悪いことをすればお仕置き。一度でも脱走すれば、一生外には出さない。
「期限は?」
無駄だろうなと思いつつ、由衣は尋ねてみた。
「さあ。俺が飽きるまでかな」
やけに牧歌的な口調で暁は言った。
「でも、それはずっとずっと先のことだよ。時間だけはたっぷりあるんだ。ゆっくり楽しもう」
由衣が警察に通報しない、あるいはできない事情があることを、暁は明敏に察知しているようだった。
それから約三年間、思い出したくもない暮らしが続いた。
ようやく父親から逃れてきたのに、その先に待ち受けていたのは、さらに過酷な監禁生活だった。皮肉な話だ。
暁は激情に任せて暴力を振るうのではなく、ごく冷静に淡々と、そして楽しそうに由衣を傷つける。
直接殴ったり蹴ったりすることは少なく、多くは道具を用いておしおきの『儀式』を行った。

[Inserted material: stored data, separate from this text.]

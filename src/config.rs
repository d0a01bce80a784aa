//! Engine tuning knobs.
//!
//! [`EngineConfig`] is a plain value injected into the services that need
//! it. Every field has a default, so an empty TOML document is valid.

use chrono::TimeDelta;
use serde::{Deserialize, Serialize};
use thiserror::Error;

/// Tunable thresholds shared by the planning and analytics services.
#[derive(Debug, Clone, PartialEq, Serialize, Deserialize)]
#[serde(default, deny_unknown_fields)]
pub struct EngineConfig {
    /// Multiplier applied to sprint capacity before a commitment is refused.
    pub overcommit_factor: f64,
    /// Relative burndown deviation from the ideal line treated as a risk.
    pub burndown_deviation_threshold: f64,
    /// Number of blocked tasks in a sprint treated as a risk.
    pub blocked_task_risk_threshold: usize,
    /// Maximum length of a parent chain, counting the task itself.
    pub max_parent_depth: usize,
    /// Minimum seconds between critical-path recomputations.
    pub critical_path_refresh_secs: u64,
    /// Width of one cycle/lead time trend bucket, in days.
    pub trend_bucket_days: u32,
}

impl Default for EngineConfig {
    fn default() -> Self {
        Self {
            overcommit_factor: 1.0,
            burndown_deviation_threshold: 0.2,
            blocked_task_risk_threshold: 3,
            max_parent_depth: 5,
            critical_path_refresh_secs: 300,
            trend_bucket_days: 7,
        }
    }
}

/// Errors raised while loading an [`EngineConfig`].
#[derive(Debug, Error)]
pub enum ConfigError {
    /// The TOML document could not be parsed.
    #[error("failed to parse engine configuration: {0}")]
    Parse(#[from] toml::de::Error),

    /// A value is outside its accepted range.
    #[error("invalid engine configuration value for {field}: {reason}")]
    Invalid {
        /// Offending key.
        field: &'static str,
        /// Accepted range.
        reason: &'static str,
    },
}

impl EngineConfig {
    /// Parses and validates a TOML document.
    ///
    /// # Errors
    ///
    /// Returns [`ConfigError::Parse`] for malformed TOML or unknown keys and
    /// [`ConfigError::Invalid`] for out-of-range values.
    pub fn from_toml_str(document: &str) -> Result<Self, ConfigError> {
        let config: Self = toml::from_str(document)?;
        config.validate()?;
        Ok(config)
    }

    /// Checks every value against its accepted range.
    ///
    /// # Errors
    ///
    /// Returns [`ConfigError::Invalid`] naming the first offending key.
    pub fn validate(&self) -> Result<(), ConfigError> {
        if !self.overcommit_factor.is_finite() || self.overcommit_factor <= 0.0 {
            return Err(ConfigError::Invalid {
                field: "overcommit_factor",
                reason: "must be a finite number greater than zero",
            });
        }
        if !self.burndown_deviation_threshold.is_finite() || self.burndown_deviation_threshold < 0.0
        {
            return Err(ConfigError::Invalid {
                field: "burndown_deviation_threshold",
                reason: "must be a finite, non-negative number",
            });
        }
        if self.max_parent_depth == 0 {
            return Err(ConfigError::Invalid {
                field: "max_parent_depth",
                reason: "must be at least 1",
            });
        }
        if self.trend_bucket_days == 0 {
            return Err(ConfigError::Invalid {
                field: "trend_bucket_days",
                reason: "must be at least 1",
            });
        }
        Ok(())
    }

    /// Returns the critical-path refresh interval.
    #[must_use]
    pub fn critical_path_refresh(&self) -> TimeDelta {
        i64::try_from(self.critical_path_refresh_secs)
            .ok()
            .and_then(TimeDelta::try_seconds)
            .unwrap_or(TimeDelta::MAX)
    }

    /// Returns the trend bucket width.
    #[must_use]
    pub fn trend_bucket(&self) -> TimeDelta {
        TimeDelta::try_days(i64::from(self.trend_bucket_days)).unwrap_or(TimeDelta::MAX)
    }
}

どうすれば効果的に人を痛めつけることができるのか、彼は知り尽くしていた。
脱走しようとしたことも一度や二度ではない。
彼の留守や宅配業者が来たとき、高層マンションのベランダを伝って逃げようとしたことすらあった。
そのたびに脱出は阻まれ、死よりも惨い仕打ちが待っていた。
彼が特に気に入っているのが水責めで、決して死なずに苦しみ続ける絶妙のラインを心得ていた。
風呂場で半永久的に口に水を流し込まれ、あるいは湯船に顔を押しつけられ続けたことも数え切れないほどあった。
暁のほうは何回やっても飽きないらしく、由衣は何度やられても恐怖と苦しみに慣れることはなかった。
まさかここまではしないだろうという予想を、ことごとく裏切るのが桐生暁だった。
泣きながら許しを乞う由衣の耳を、高熱で焼いたヘアアイロンで挟んだこともある。
どういうわけか、由衣の顔が苦痛に歪むほど暁の興奮は加速度的に増していき、悲鳴すら上げられなくなると儀式は終了する。